Businesses are now entering the Green Economy...
Levasana Douglas Dept. of Management, Eastern University.
Green economics is the economics of the real world-the world of work,
human needs, the Earth’s materials, and how they mesh together most
harmoniously.
It is primarily about “use value”, not “exchange value” or money. It
is about quality, not quantity, for the sake of it. It is about
regeneration of individuals, communities, and ecosystems not about
accumulation of either money or material.
Green economics emphasizes creation of positive alternatives in
all areas of life. |
The industrial or capitalist definition of wealth has always been
about the accumulation of money and matter. Any use values generated
(i.e. social needs met) have been secondary a side-effect, by-product,
spin-off, or trickle-down to the primary goal of monetary accumulation.
For two centuries, the quest to accumulate money or capital drove a
powerful industrialization process that actually did spin off many human
benefits, however unfairly distributed. But blind material and monetary
growth has reached a threshold where it is generating more destruction
than real wealth.
A post-industrial world requires an economics of quality, where both
money and matter are returned to a status of means to an end. Green
economics means a direct focus on meeting human and environmental needs.
Tinkering with money, interest rates, or even state regulation is
insufficient in creating sensible economies. One can scarcely imagine a
more inefficient, irrational and wasteful way to organize any sector of
the economy than what we actually have right now.
Both the form and the content of sustainable agriculture, of green
manufacturing of soft energy, etc., are diametrically opposed to their
current industrial counterparts, which are intrinsically wasteful.
There is no justifiable rationale to be producing vast quantities of
toxic materials, or generating more deskilled than skilled labour, or
displacing labour rather than resources from production, or extending
giant wasteful loops of production and consumption through
globalization.
These are economic inefficiencies and economic irrationalities that
can only be righted by starting from scratch to look at the most elegant
and efficient ways of doing everything. As green economist Paul Hawken
writes, our social and environmental crises are not problems of
management, but of design. We need a system overhaul.
Green economics is not just about the environment. Certainly we must
move to harmonize with natural systems, to make our economies flow
benignly like sailboats in the wind of ecosystem processes. But doing
this requires great human creativity, tremendous knowledge, and the
widespread participation of everyone.
Human beings and human workers can no longer serve as cogs in the
machine of accumulation, be it capitalistic or socialistic. Ecological
development requires an unleashing of human development and an extension
of democracy. Social and ecological transformation goes hand in hand.
Green economics and green politics both emphasize the creation of
positive alternatives in all areas of life and every sector of the
economy.
Green economics does not prioritize support for either the “public”
or the “private” sector. It argues that both sectors must be transformed
so that markets express social and ecological values, and the state
becomes merged with grass roots networks of community innovation.
For this to happen, new economic processes must be designed and new
rules of the game written, so that incentives for ecological conduct are
built into everyday economic life.
The state can then function less as a policeman and more as a
coordinator.
This is a very different kind of “self-regulation” than current
profit- and power-driven market forces.
The basis for self-regulation in a green economy would be community
and intelligent design, which provides incentives for the right things.
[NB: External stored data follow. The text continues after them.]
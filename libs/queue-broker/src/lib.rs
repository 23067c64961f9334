//! # Queue Broker Adapter
//!
//! Publish and subscribe over an AMQP broker (lapin). Three publish modes:
//! *Direct* (exchange + routing key), *FanOut* (exchange, key ignored) and
//! *Default* (no exchange, straight to a named queue).
//!
//! Consumed queues are declared together with a retry topology: the work
//! queue dead-letters into a `{queue}.retry` exchange whose delay queue TTLs
//! messages back onto the work queue. A delivery the dispatch engine refuses
//! is `nack`ed without requeue, takes that path, and comes back with its
//! `x-death[0].count` incremented — that count is the retry counter the
//! engine reads.
//!
//! Subscriptions run in one of two modes selected by configuration:
//! blocking-sequential (one in-flight delivery per subscription) or
//! cooperative-async (each delivery handled on its own task). Per-queue QoS
//! is applied from configuration before consumption starts.
//!
//! Malformed bodies that cannot be decoded are logged and acknowledged;
//! redelivering a payload that can never parse would loop through the retry
//! topology forever.

use std::sync::Arc;
use std::time::Duration;

use lapin::{Channel, Connection, ConnectionProperties};
use thiserror::Error;
use tokio::sync::watch;
use tracing::{info, warn};

use message_contracts::{MessageDispatch, MessagingConfig, QueueQosConfig};

mod consume;
mod publish;

pub use consume::death_count;
pub use publish::QueuePublication;

pub type QueueBrokerResult<T> = Result<T, QueueBrokerError>;

#[derive(Debug, Error)]
pub enum QueueBrokerError {
    #[error("AMQP error: {0}")]
    Amqp(#[from] lapin::Error),

    /// Bounded connect retry exhausted (5 attempts, fixed 3 s delay).
    #[error("broker connect failed after {attempts} attempts: {source}")]
    ConnectExhausted {
        attempts: u32,
        #[source]
        source: lapin::Error,
    },
}

const CONNECT_ATTEMPTS: u32 = 5;
const CONNECT_RETRY_DELAY: Duration = Duration::from_secs(3);

/// One broker connection per process, shared by all publishers and
/// subscriptions; channels are private per use.
pub struct QueueBroker {
    connection: Connection,
    publish_channel: Channel,
    qos: Vec<QueueQosConfig>,
    consuming_async: bool,
}

impl QueueBroker {
    /// Connect with the bounded fixed-delay retry policy.
    pub async fn connect(config: &MessagingConfig) -> QueueBrokerResult<Self> {
        let url = config.queue.amqp_url();
        let mut last_error = None;

        for attempt in 1..=CONNECT_ATTEMPTS {
            match Connection::connect(&url, ConnectionProperties::default()).await {
                Ok(connection) => {
                    info!(host = %config.queue.host, "connected to queue broker");
                    let publish_channel = connection.create_channel().await?;
                    return Ok(Self {
                        connection,
                        publish_channel,
                        qos: config.qos.clone(),
                        consuming_async: config.consuming_async,
                    });
                }
                Err(e) => {
                    warn!(attempt, error = %e, "queue broker connect attempt failed");
                    last_error = Some(e);
                    if attempt < CONNECT_ATTEMPTS {
                        tokio::time::sleep(CONNECT_RETRY_DELAY).await;
                    }
                }
            }
        }

        Err(QueueBrokerError::ConnectExhausted {
            attempts: CONNECT_ATTEMPTS,
            source: last_error.expect("at least one attempt was made"),
        })
    }

    pub(crate) fn publish_channel(&self) -> &Channel {
        &self.publish_channel
    }

    pub(crate) fn qos_for(&self, queue: &str) -> Option<&QueueQosConfig> {
        self.qos.iter().find(|q| q.active && q.queue == queue)
    }

    pub(crate) fn consuming_async(&self) -> bool {
        self.consuming_async
    }

    pub(crate) async fn create_channel(&self) -> QueueBrokerResult<Channel> {
        Ok(self.connection.create_channel().await?)
    }

    /// Consume a queue carrying `Event` envelopes.
    pub async fn subscribe_event(
        &self,
        queue: &str,
        dispatch: Arc<dyn MessageDispatch>,
        shutdown: watch::Receiver<()>,
    ) -> QueueBrokerResult<()> {
        consume::subscribe(self, queue, consume::MessageShape::Envelope, dispatch, shutdown).await
    }

    /// Consume a queue carrying bare payloads of one declared message type.
    pub async fn subscribe_message(
        &self,
        queue: &str,
        type_name: &str,
        dispatch: Arc<dyn MessageDispatch>,
        shutdown: watch::Receiver<()>,
    ) -> QueueBrokerResult<()> {
        consume::subscribe(
            self,
            queue,
            consume::MessageShape::Typed(type_name.to_string()),
            dispatch,
            shutdown,
        )
        .await
    }
}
Ten principles of a Green Economy:
*The Primacy of Use Value,
Intrinsic Value, and Quality:
This is the fundamental principle of the green economy as a service
economy, focused on end-use, or human and environmental needs. Matter is
a means to the end of satisfying real need, and can be radically
conserved.
Money similarly must be returned to a status as a means to facilitate
regenerative exchanges, rather than an end in itself. When this is done
in even a significant portion of the economy, it can undercut the
totalitarian power of money in the entire economy.
*Following Natural Flows:
The economy moves like a proverbial sailboat in the wind of natural
processes by flowing not only with solar, renewable, and “negawatt”
energy, but also with natural hydrological cycles, with regional
vegetation and food webs, and with local materials.
As society becomes more ecological, political and economic boundaries
tend to coincide with ecosystem boundaries. That is, it becomes
bioregional.
*Waste Equals Food:
In nature there is no waste, as every process output is an input for
some other process.
This principle implies not only a high degree of organizational
complementarities, but also that outputs and by-products are nutritious
and non-toxic enough to be food for something.
*Elegance and Multifunctionality:
Complex food webs are implied by the previous principle integrated
relationships which are antithetical to industrial society’s
segmentation and fragmentation.
What Roberts and Brandum (1995) call “economics with peripheral
vision,” this elegance features “problem-solving strategies that develop
multiple wins and positive side-effects from any one set of actions.”
*Appropriate Scale/Linked Scale:
This does not simply mean “small is beautiful,” but that every
regenerative activity has its most appropriate scale of operation. Even
the smallest activities have larger impacts, however, and truly
ecological activity “integrates design across multiple scales,”
reflecting influence of larger on smaller and smaller on larger.